Inflexibly, Micon went on, "That much I may prevent! Nay—say no more of it! You cannot, you know you cannot use our powers while I live—and I hold death from me, until I know you cannot so debase our line! Unless you kill me here and now, my son will inherit the power I hold!"
Reio-ta's grovelling figure sank lower still, until the prematurely old face rested against Micon's sandalled feet. "My Prince—I knew not of this—"
Micon smiled faintly. "This?" he repeated. "I forgive you this—and that I see not. But your apostasy I cannot forgive, for it is a cause that you, yourself, set in motion, and its effect will reach you; you will be ever incomplete. Thus far, and not further, can you go. My brother—" His voice softened. "I love you still, but our ways part here. Now go—before you rob me of what poor strength remains to me. Go—or end my life now, take the power and try to hold it. But you will not be able to! You are not ready to master the storm-wrack, the deep forces of earth and sky—and now you shall never be! Go!"
Reio-ta groaned in anguished sorrow, clasping Micon's knees. "I cannot bear—"
"Go!" said Micon again, sternly, steadily. "Go—while I may yet hold back your destiny, as I hold back my own. Make what restitution you may."
"I cannot bear my guilt ..." The voice of the chela was broken now, and sadder than tears. "Say one kind word to me—that I may know you remember that we were once brothers... ."
"You are my brother," Micon acknowledged gently. "I have said that I love you still. I do not abandon you utterly. But this must be our parting." He bent and laid a wasted hand upon the chela's head.
Crying out sharply, Reio-ta cringed away. "Micon! Your pain—burns!"
Slowly and with effort, Micon straightened and withdrew. "Go quickly," he commanded, and added, as if against his own will, in a voice of raw torture, "I can bear no more!"
The chela sprang to his feet and stood a moment, gazing haggardly at the other, as if imprinting Micon's features upon his memory for all time; then turned and ran, with stumbling feet, from his brother's presence.
The blind Initiate remained, motionless, for many minutes. The wind had risen, and dry leaves skittered on the path and all about him; he did not notice. Weakly, as if forcing his steps through quicksand, he turned at last and went toward the fountain, where he sank down upon the dampened stone rim, fighting the hurricane clamor of the pain that he refused to give mental lease.
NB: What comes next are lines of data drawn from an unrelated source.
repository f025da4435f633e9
//! Configuration access port trait.

pub trait ConfigPort {
    fn get_string(&self, section: &str, key: &str) -> Option<String>;
    fn get_int(&self, section: &str, key: &str, default: i64) -> i64;
    fn get_double(&self, section: &str, key: &str, default: f64) -> f64;
    /// Section names, in no particular order.
    fn sections(&self) -> Vec<String>;
}
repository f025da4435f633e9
//! Concrete adapter implementations for ports.

pub mod csv_adapter;
pub mod file_config_adapter;
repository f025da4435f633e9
//! Variation indicator.
//!
//! For each trailing window of `k` samples, the largest upward and downward
//! deviation of the later samples relative to the window's first sample, in
//! percent. The one with the larger magnitude is returned, keeping its sign.
//! Warmup: first (k-1) points are undefined.

use super::rolling;
use crate::domain::series::TimeSeries;

pub fn variation(data: &TimeSeries, k: usize) -> TimeSeries {
    data.aligned(data.name.clone(), rolling(&data.values, k, largest_excursion))
}

fn largest_excursion(window: &[f64]) -> f64 {
    let first = window[0];
    let rest = &window[1..];
    if rest.is_empty() {
        return 0.0;
    }
    let max = rest.iter().copied().fold(f64::NEG_INFINITY, f64::max);
    let min = rest.iter().copied().fold(f64::INFINITY, f64::min);
    let max_pct = (max - first) / first * 100.0;
    let min_pct = (min - first) / first * 100.0;
    if max_pct.abs() >= min_pct.abs() {
        max_pct
    } else {
        min_pct
    }
}
//! Market: base quote series and the property node registry.
//!
//! The market owns every node of its property graph in a single arena. Base
//! nodes (ask, bid, volume) are created with the market; derived nodes are
//! attached lazily, either explicitly or by parsing a canonical name, and are
//! never removed. Names are unique within a market.
//!
//! Evaluation is pull-based: `update` refreshes a node's parents first and
//! recomputes the node only when one of its parents' series no longer matches
//! the node's own length and last timestamp.

use crate::domain::diagnostics::{DiagnosticKind, Diagnostics};
use crate::domain::error::TradeError;
use crate::domain::indicator;
use crate::domain::name_codec;
use crate::domain::property::{DEFAULT_BOLLINGER_K, NodeId, PropertyKind, PropertyNode, Role};
use crate::domain::quote::Quote;
use crate::domain::series::TimeSeries;
use chrono::NaiveDateTime;
use std::collections::HashMap;

const ASK: NodeId = NodeId(0);
const BID: NodeId = NodeId(1);
const VOLUME: NodeId = NodeId(2);

/// Default retention budget, in rows.
pub const DEFAULT_MAX_ROWS: usize = 300;

/// Minimum number of rows kept by `clean`.
const MIN_RETAINED_ROWS: usize = 2;

#[derive(Debug, Clone)]
pub struct Market {
    nodes: Vec<PropertyNode>,
    by_name: HashMap<String, NodeId>,
    max_rows: usize,
}

/// One row per timestamp, one column per registered node.
#[derive(Debug, Clone, PartialEq)]
pub struct Snapshot {
    pub index: Vec<NaiveDateTime>,
    pub columns: Vec<SnapshotColumn>,
}

#[derive(Debug, Clone, PartialEq)]
pub struct SnapshotColumn {
    pub name: String,
    pub values: Vec<Option<f64>>,
}

impl Snapshot {
    pub fn column(&self, name: &str) -> Option<&SnapshotColumn> {
        self.columns.iter().find(|c| c.name == name)
    }

    pub fn column_names(&self) -> Vec<&str> {
        self.columns.iter().map(|c| c.name.as_str()).collect()
    }

    pub fn rows(&self) -> usize {
        self.index.len()
    }
}
//! Exponential moving average over a window of `k` samples.
//!
//! Weights are 2/(rank+1) for rank 1..=k, rank 1 being the most recent sample,
//! so the newest value weighs 1 and the oldest 2/(k+1). The weighted sum is
//! normalized by the sum of weights.
//! Warmup: first (k-1) points are undefined.

use super::rolling;
use crate::domain::series::TimeSeries;

pub fn exponential_moving_average(data: &TimeSeries, k: usize) -> TimeSeries {
    data.aligned(data.name.clone(), rolling(&data.values, k, weighted_mean))
}

fn weighted_mean(window: &[f64]) -> f64 {
    let size = window.len();
    let mut sum = 0.0;
    let mut weights = 0.0;
    for (i, value) in window.iter().enumerate() {
        // oldest first: rank runs from `size` down to 1
        let rank = (size - i) as f64;
        let weight = 2.0 / (rank + 1.0);
        sum += value * weight;
        weights += weight;
    }
    sum / weights
}

#[cfg(test)]
mod tests {
    use super::*;
    use approx::assert_relative_eq;
    use chrono::NaiveDate;

    fn make_series(prices: &[f64]) -> TimeSeries {
        TimeSeries::from_parts(
            "ask",
            (0..prices.len())
                .map(|i| {
                    NaiveDate::from_ymd_opt(2024, 1, 1)
                        .unwrap()
                        .and_hms_opt(0, i as u32, 0)
                        .unwrap()
                })
                .collect(),
            prices.iter().map(|p| Some(*p)).collect(),
        )
    }

    #[test]
    fn ema_warmup() {
        let series = exponential_moving_average(&make_series(&[1.0, 2.0, 3.0, 4.0]), 3);
        assert_eq!(series.values[0], None);
        assert_eq!(series.values[1], None);
        assert!(series.values[2].is_some());
        assert!(series.values[3].is_some());
    }

    #[test]
    fn ema_known_weights() {
        let series = exponential_moving_average(&make_series(&[1.0, 2.0, 3.0]), 3);
        // weights oldest→newest: 2/4, 2/3, 2/2
        let weights = [0.5, 2.0 / 3.0, 1.0];
        let expected = (1.0 * weights[0] + 2.0 * weights[1] + 3.0 * weights[2])
            / weights.iter().sum::<f64>();
        assert_relative_eq!(series.values[2].unwrap(), expected);
    }

    #[test]
    fn ema_favours_recent_values() {
        let series = exponential_moving_average(&make_series(&[1.0, 2.0, 3.0]), 3);
        assert!(series.values[2].unwrap() > 2.0);
    }

    #[test]
    fn ema_constant_input() {
        let series = exponential_moving_average(&make_series(&[5.0; 6]), 4);
        for v in series.values.iter().skip(3) {
            assert_relative_eq!(v.unwrap(), 5.0);
        }
    }
}
//! quotetrader: indicator graphs and rule-based signals over quote streams.
//!
//! Hexagonal architecture: domain logic in [`domain`], port traits in [`ports`],
//! concrete implementations in [`adapters`].

pub mod adapters;
pub mod cli;
pub mod domain;
pub mod ports;
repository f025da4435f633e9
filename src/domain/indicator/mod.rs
//! Indicator kernels.
//!
//! Pure functions deriving a `TimeSeries` from one or more input series. Every
//! output is aligned to the index of its primary input. Positions where a value
//! cannot be computed (warm-up, absent inputs, division by zero) are `None`;
//! kernels never treat an absent input as zero.
//!
//! - `derivative`: per-minute percent change
//! - `moving_average`, `exponential_moving_average`: rolling means
//! - `standard_deviation`: rolling population standard deviation
//! - `variation`: signed largest excursion inside a window
//! - `rsi`: relative strength index over a window
//! - `macd`: smoothed percent spread between two averages
//! - `bollinger`: position of a value inside its Bollinger band

pub mod bollinger;
pub mod derivative;
pub mod ema;
pub mod macd;
pub mod moving_average;
pub mod rsi;
pub mod stddev;
pub mod variation;

pub use bollinger::bollinger;
pub use derivative::derivative;
pub use ema::exponential_moving_average;
pub use macd::macd;
pub use moving_average::moving_average;
pub use rsi::rsi;
pub use stddev::standard_deviation;
pub use variation::variation;

/// Applies `f` over every trailing window of `k` samples.
///
/// Output is `None` for the first `k-1` positions, for `k == 0` or a window
/// longer than the history, and for any window containing an absent value.
pub(crate) fn rolling<F>(values: &[Option<f64>], k: usize, f: F) -> Vec<Option<f64>>
where
    F: Fn(&[f64]) -> f64,
{
    let mut out = vec![None; values.len()];
    if k == 0 || k > values.len() {
        return out;
    }
    let mut window = Vec::with_capacity(k);
    for i in (k - 1)..values.len() {
        window.clear();
        window.extend(values[i + 1 - k..=i].iter().map_while(|v| *v));
        if window.len() == k {
            out[i] = finite(f(&window));
        }
    }
    out
}

/// Maps NaN and infinities to an absent value.
pub(crate) fn finite(value: f64) -> Option<f64> {
    value.is_finite().then_some(value)
}

pub(crate) fn mean(window: &[f64]) -> f64 {
    window.iter().sum::<f64>() / window.len() as f64
}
Finally, his strength all but gone, he lay huddled on the flagstones amid the windblown leaves, victoriously master of himself, but so spent that he could not move.
In response to some inner uneasiness, Rajasta came—and the face of the Guardian was a terrible thing to see as he gathered Micon up into his strong arms, and bore him away.
The next day, the whole force of the Temple gathered for the search. Riveda, suspected of connivance, was taken into custody for many hours, while they sought throughout the Temple precincts, and even in the city below, for the unknown chela who had once been Reio-ta of Ahtarrath.
But he had disappeared—and the Night of the Nadir was one day closer to them all.